* _TASK TO CARRY OUT_:
Look over the entries below. Report how many lines hold the word "resolved", and only that.

-- EXTRACTED INFORMATION follows --

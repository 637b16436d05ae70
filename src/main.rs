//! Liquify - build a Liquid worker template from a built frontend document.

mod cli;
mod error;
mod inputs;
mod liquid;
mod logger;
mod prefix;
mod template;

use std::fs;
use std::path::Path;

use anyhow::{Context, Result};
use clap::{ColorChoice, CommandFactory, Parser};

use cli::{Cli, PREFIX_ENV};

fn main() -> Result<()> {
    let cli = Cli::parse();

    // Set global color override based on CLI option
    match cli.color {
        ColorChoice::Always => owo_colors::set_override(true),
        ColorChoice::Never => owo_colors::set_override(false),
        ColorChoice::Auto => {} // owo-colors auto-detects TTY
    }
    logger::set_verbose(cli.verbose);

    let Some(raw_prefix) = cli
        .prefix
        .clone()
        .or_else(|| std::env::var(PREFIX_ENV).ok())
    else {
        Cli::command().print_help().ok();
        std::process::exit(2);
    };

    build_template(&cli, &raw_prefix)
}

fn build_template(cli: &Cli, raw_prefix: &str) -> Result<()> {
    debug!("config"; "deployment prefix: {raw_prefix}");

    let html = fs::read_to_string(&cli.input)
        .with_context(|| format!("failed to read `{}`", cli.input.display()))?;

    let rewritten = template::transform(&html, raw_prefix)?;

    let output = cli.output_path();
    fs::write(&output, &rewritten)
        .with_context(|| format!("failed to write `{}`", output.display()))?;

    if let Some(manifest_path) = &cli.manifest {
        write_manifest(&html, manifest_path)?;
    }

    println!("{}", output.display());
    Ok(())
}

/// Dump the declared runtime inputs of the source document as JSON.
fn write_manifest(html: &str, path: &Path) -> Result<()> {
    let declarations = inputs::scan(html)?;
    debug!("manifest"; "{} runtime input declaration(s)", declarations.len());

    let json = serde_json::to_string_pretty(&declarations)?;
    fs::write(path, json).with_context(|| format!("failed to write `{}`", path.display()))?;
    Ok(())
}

-- EXTRACTED INFORMATION concluded --
-- EXTRACTED INFORMATION follows --

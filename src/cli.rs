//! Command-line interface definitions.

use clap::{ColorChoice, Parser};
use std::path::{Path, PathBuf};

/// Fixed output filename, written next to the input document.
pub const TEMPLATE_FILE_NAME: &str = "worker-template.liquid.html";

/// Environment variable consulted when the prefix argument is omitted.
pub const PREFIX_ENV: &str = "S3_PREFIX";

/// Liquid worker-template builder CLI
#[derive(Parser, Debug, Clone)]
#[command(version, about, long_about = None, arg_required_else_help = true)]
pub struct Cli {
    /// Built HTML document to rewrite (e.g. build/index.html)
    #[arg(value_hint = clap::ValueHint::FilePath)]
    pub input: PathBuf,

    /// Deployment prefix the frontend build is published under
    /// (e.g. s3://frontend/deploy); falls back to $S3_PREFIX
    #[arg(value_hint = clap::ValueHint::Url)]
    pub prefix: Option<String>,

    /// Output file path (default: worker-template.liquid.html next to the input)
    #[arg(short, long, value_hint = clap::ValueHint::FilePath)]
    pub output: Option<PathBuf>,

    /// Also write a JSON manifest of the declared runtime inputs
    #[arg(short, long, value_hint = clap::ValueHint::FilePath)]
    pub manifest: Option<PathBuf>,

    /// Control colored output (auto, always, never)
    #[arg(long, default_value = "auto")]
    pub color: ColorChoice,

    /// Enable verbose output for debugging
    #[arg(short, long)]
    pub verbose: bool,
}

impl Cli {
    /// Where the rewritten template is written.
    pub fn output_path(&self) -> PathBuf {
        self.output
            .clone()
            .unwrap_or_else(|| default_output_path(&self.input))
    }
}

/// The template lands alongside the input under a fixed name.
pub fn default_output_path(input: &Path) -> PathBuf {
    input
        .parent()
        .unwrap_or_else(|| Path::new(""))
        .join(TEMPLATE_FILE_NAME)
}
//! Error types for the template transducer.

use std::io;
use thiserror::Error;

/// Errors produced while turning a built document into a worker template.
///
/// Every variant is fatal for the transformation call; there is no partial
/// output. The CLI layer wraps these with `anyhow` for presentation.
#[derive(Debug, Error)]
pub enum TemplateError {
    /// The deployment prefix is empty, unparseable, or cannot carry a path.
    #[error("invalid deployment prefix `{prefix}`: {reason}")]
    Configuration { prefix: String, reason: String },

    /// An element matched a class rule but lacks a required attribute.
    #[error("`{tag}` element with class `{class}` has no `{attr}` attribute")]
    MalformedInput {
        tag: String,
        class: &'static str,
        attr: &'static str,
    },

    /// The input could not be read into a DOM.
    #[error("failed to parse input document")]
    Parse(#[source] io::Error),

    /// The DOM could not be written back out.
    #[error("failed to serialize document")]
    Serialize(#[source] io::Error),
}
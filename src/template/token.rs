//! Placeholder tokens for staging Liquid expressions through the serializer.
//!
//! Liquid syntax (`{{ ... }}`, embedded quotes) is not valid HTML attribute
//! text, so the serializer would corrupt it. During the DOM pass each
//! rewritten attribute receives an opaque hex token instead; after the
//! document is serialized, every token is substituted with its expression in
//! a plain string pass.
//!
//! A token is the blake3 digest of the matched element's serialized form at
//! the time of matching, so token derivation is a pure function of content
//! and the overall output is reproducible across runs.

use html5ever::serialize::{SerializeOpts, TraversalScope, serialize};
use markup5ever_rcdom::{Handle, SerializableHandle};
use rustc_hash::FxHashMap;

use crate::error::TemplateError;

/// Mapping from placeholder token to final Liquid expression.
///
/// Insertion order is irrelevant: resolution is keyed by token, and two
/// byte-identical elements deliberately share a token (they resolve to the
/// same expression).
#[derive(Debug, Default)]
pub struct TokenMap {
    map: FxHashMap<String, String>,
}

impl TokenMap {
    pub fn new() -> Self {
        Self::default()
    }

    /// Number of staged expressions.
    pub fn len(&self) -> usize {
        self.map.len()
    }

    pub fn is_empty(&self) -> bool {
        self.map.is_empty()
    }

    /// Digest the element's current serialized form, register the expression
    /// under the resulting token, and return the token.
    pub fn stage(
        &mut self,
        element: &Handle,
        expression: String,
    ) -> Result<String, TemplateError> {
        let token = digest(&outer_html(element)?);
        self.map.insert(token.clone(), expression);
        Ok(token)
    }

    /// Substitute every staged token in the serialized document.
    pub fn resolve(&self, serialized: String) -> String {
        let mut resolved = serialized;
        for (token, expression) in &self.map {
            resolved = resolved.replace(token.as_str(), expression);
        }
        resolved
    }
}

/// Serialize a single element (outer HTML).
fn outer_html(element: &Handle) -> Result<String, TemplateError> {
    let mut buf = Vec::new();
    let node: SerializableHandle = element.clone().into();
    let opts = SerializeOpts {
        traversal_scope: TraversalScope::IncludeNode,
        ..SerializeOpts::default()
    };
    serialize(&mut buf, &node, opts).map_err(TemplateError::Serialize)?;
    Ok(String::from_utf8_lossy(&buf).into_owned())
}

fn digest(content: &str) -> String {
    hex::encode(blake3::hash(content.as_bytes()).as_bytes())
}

-- EXTRACTED INFORMATION concluded --
-- EXTRACTED INFORMATION follows --

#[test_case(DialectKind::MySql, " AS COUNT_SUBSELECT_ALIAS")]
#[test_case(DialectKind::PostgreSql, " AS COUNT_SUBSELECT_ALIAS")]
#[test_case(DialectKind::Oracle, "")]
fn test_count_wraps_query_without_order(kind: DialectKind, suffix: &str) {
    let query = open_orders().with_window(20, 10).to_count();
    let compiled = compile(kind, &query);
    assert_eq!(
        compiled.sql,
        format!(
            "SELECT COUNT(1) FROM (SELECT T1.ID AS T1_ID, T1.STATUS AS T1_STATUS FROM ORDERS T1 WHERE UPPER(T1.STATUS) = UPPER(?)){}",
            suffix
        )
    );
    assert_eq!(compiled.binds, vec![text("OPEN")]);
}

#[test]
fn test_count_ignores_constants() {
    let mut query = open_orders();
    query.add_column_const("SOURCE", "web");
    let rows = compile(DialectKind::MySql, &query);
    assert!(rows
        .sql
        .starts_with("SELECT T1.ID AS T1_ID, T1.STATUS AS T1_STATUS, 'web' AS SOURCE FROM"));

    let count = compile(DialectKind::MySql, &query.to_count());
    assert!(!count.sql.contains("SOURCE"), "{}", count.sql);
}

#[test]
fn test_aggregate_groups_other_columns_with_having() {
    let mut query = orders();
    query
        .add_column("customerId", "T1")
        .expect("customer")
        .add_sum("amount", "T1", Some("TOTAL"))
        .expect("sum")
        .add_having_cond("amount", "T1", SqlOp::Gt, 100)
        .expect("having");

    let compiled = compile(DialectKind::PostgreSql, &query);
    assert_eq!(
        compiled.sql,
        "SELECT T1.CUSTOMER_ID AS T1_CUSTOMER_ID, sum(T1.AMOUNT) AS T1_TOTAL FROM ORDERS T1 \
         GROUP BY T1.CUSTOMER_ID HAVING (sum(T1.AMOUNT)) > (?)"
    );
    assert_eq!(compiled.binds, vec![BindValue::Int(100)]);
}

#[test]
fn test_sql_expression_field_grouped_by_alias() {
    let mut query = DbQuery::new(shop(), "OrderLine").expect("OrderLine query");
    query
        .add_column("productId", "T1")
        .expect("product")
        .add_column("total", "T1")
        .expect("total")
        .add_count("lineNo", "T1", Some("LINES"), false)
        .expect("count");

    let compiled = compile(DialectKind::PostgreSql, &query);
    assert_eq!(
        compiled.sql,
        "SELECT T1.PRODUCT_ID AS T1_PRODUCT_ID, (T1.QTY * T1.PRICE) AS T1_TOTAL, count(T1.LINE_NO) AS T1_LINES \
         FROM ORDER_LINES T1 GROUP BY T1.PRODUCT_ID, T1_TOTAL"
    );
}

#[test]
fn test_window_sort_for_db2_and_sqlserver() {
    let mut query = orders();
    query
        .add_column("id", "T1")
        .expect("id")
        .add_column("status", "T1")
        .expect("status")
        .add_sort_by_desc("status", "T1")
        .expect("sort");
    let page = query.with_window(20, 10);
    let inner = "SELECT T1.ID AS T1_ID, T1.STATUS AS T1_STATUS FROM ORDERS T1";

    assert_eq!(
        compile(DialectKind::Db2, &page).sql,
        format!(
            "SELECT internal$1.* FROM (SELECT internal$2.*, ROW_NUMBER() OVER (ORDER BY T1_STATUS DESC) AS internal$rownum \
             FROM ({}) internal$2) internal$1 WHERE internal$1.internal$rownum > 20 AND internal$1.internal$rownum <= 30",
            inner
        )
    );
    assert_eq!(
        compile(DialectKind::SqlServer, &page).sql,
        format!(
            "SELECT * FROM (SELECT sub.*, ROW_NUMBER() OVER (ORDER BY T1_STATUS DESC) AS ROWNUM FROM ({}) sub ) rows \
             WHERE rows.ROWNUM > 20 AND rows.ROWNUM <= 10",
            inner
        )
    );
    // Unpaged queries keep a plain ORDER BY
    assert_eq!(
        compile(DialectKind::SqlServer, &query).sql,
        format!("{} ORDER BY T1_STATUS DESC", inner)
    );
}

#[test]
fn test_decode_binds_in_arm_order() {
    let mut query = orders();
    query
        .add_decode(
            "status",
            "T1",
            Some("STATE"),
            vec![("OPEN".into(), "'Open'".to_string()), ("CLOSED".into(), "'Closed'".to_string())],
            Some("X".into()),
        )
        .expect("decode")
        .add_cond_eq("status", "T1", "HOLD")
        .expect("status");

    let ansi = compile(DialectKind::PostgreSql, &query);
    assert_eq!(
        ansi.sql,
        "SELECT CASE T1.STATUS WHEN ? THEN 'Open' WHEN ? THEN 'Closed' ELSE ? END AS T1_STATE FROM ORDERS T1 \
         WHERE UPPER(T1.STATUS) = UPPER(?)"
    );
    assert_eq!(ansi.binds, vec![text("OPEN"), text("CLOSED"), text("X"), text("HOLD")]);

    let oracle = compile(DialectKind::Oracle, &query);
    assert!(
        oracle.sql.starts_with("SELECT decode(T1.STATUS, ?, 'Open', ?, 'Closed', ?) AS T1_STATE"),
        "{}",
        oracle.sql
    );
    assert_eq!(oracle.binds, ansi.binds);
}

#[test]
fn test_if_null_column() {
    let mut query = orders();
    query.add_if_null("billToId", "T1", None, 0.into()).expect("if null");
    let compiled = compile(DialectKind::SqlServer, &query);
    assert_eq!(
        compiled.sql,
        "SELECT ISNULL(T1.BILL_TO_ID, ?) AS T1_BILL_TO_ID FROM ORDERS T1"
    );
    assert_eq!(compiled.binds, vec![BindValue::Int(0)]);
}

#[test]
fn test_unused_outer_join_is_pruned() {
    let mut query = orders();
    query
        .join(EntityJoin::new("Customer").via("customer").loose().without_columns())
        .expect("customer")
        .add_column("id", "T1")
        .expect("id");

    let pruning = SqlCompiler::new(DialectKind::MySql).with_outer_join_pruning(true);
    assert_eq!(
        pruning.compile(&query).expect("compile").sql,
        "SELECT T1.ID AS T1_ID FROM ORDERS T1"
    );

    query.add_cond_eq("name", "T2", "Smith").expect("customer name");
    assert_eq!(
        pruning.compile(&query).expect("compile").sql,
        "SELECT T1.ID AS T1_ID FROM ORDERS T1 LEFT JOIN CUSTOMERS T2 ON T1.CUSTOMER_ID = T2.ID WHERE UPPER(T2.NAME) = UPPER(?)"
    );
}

-- EXTRACTED INFORMATION concluded --

* _ANSWER FOR THIS EXERCISE_:
3